I was keen that Roger should be out of the house when Harriet arrived back, because I did not trust myself to be able to
act normally and to hold it together for long after her arrival. Whatever was to transpire, having Roger on the scene could only add complications. In his own very different way, Roger was probably as attached to Harriet as I was. The realization that we were quite possibly losing her, coupled as it could easily be with the revelation that he was an unwitting player in the drama, might cause unpredictable results. No, if we were losing Harriet, then I needed to be able to manage the way the news was broken to Roger.

Once again I am ashamed to admit it, but I packed a bag with some overnight things for Roger, and took it with me as I went down early to meet the bus. Terry’s father was already there and waiting.

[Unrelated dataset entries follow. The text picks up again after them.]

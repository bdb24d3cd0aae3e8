//! Request DTOs with validation.

use serde::{Deserialize, Serialize};
use validator::Validate;

use adminhub_core::error::AppError;

/// Login request body.
#[derive(Debug, Clone, Serialize, Deserialize, Validate)]
pub struct LoginRequest {
    /// Username.
    #[validate(length(min = 1, max = 128, message = "Username is required"))]
    pub username: String,
    /// Password.
    #[validate(length(min = 1, message = "Password is required"))]
    pub password: String,
}

/// Token refresh request body.
#[derive(Debug, Clone, Serialize, Deserialize, Validate)]
pub struct RefreshRequest {
    /// Refresh token.
    #[validate(length(min = 1, message = "Refresh token is required"))]
    pub refresh_token: String,
}

/// Runs derive-based validation, mapping failures to a `Validation` error.
pub fn validate_body<T: Validate>(body: &T) -> Result<(), AppError> {
    body.validate()
        .map_err(|e| AppError::validation(format!("Invalid request: {e}")))
}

“Hello, Mr Harries,” I said, “I wanted to apologize to you for my reaction to your suggestion a couple of weeks ago that Roger might come and spend the night with you and Terry. It just came a bit out of the blue, and Roger usually doesn’t like to have his routines messed up.” He was a very nice man and said that he understood completely. I suspected that he understood only too well, and was used to the sort of slight that I had dealt him. “Anyway, rather than let him have time to get too worked up about it, if by any chance it suited you, I thought we might try it overnight tomorrow night? If it’s not convenient for you, just say. But if it does work for you, I thought you could take his overnight bag with you now, and then you could meet the bus and let him come back home with you tomorrow?”

I didn’t feel too good about the fact that, for purely selfish reasons, I was accepting the offer which before I had been so keen to reject. However, if he was offended, Terry’s father showed no sign of it and appeared to be very happy with the arrangement. Of course I had no sleep whatever on Monday night, and I waited until Tuesday morning to tell Roger that he would be staying overnight with his friend Terry. He seemed to be excited by the idea, so much so that I then felt guilty about not having arranged something like it sooner.

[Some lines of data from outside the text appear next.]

//! Online session CLI commands.

use clap::{Args, Subcommand};
use serde::Serialize;
use tabled::Tabled;

use adminhub_core::error::AppError;

use crate::output::{self, OutputFormat};

/// Arguments for session commands
#[derive(Debug, Args)]
pub struct SessionArgs {
    /// Session subcommand
    #[command(subcommand)]
    pub command: SessionCommand,
}

/// Session subcommands
#[derive(Debug, Subcommand)]
pub enum SessionCommand {
    /// List online sessions
    List,
    /// Count online sessions
    Count,
    /// Force a session to log out
    Kill {
        /// Access token id of the session
        id: String,
        /// Skip confirmation
        #[arg(long)]
        force: bool,
    },
}

/// Session display row
#[derive(Debug, Serialize, Tabled)]
struct SessionRow {
    /// Token ID
    token_id: String,
    /// User
    user: String,
    /// IP Address
    ip: String,
    /// Region
    region: String,
    /// Client
    client: String,
    /// Logged in
    created: String,
    /// Expires in
    expires_in: String,
}

/// Execute session commands
pub async fn execute(
    args: &SessionArgs,
    config_path: &str,
    format: OutputFormat,
) -> Result<(), AppError> {
    let config = super::load_config(config_path)?;
    let manager = super::connect_manager(&config).await?;

    match &args.command {
        SessionCommand::List => {
            let sessions = manager.list_sessions().await?;

            let mut rows = Vec::with_capacity(sessions.len());
            for s in sessions {
                let expires_in = manager
                    .session_ttl(&s.access_token_id)
                    .await?
                    .map(|ttl| format!("{}s", ttl.as_secs()))
                    .unwrap_or_else(|| "-".to_string());

                rows.push(SessionRow {
                    token_id: s.access_token_id,
                    user: s.principal_name,
                    ip: s.client_ip,
                    region: s.geo_region,
                    client: format!("{} / {}", s.browser, s.os),
                    created: s.created_at.format("%Y-%m-%d %H:%M:%S").to_string(),
                    expires_in,
                });
            }

            output::print_list(&rows, format);
        }
        SessionCommand::Count => {
            let count = manager.count_sessions().await?;
            println!("Online sessions: {count}");
        }
        SessionCommand::Kill { id, force } => {
            if !force {
                let confirm = dialoguer::Confirm::new()
                    .with_prompt(format!("Force session {id} to log out?"))
                    .default(false)
                    .interact()
                    .map_err(|e| AppError::internal(format!("Input error: {e}")))?;

                if !confirm {
                    println!("Cancelled.");
                    return Ok(());
                }
            }

            let record = manager.force_logout(id).await?;
            output::print_success(&format!(
                "Session {id} of {} logged out",
                record.principal_name
            ));
        }
    }

    Ok(())
}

I have no clear memory of how I passed the day while I waited for Harriet. I think of it as a blur of images and emotions of a nature and intensity I had never known before. It’s as close as I have ever come, thank God, to having an idea of what it must be like for a condemned man to know that he would die within a few hours. A last meal? How could anyone eat in such circumstances? Last words? What words could possibly sum up all the multitude and variety of thoughts and feelings? I padded around the flat for some hours, then decided that I might be able to get some relief from taking a bath, but in the event I found that when I immersed myself it was as though the weight of water was constricting my breathing still further. I quickly got out and gulped down air. I thought I would faint, but at last my head cleared.

I watched the clock tick around, focusing hard on the big hand, and found that I could identify all sixty of the tiny movements in the measured minute. Three hundred would take me five minutes. 3,600 would get me to an hour.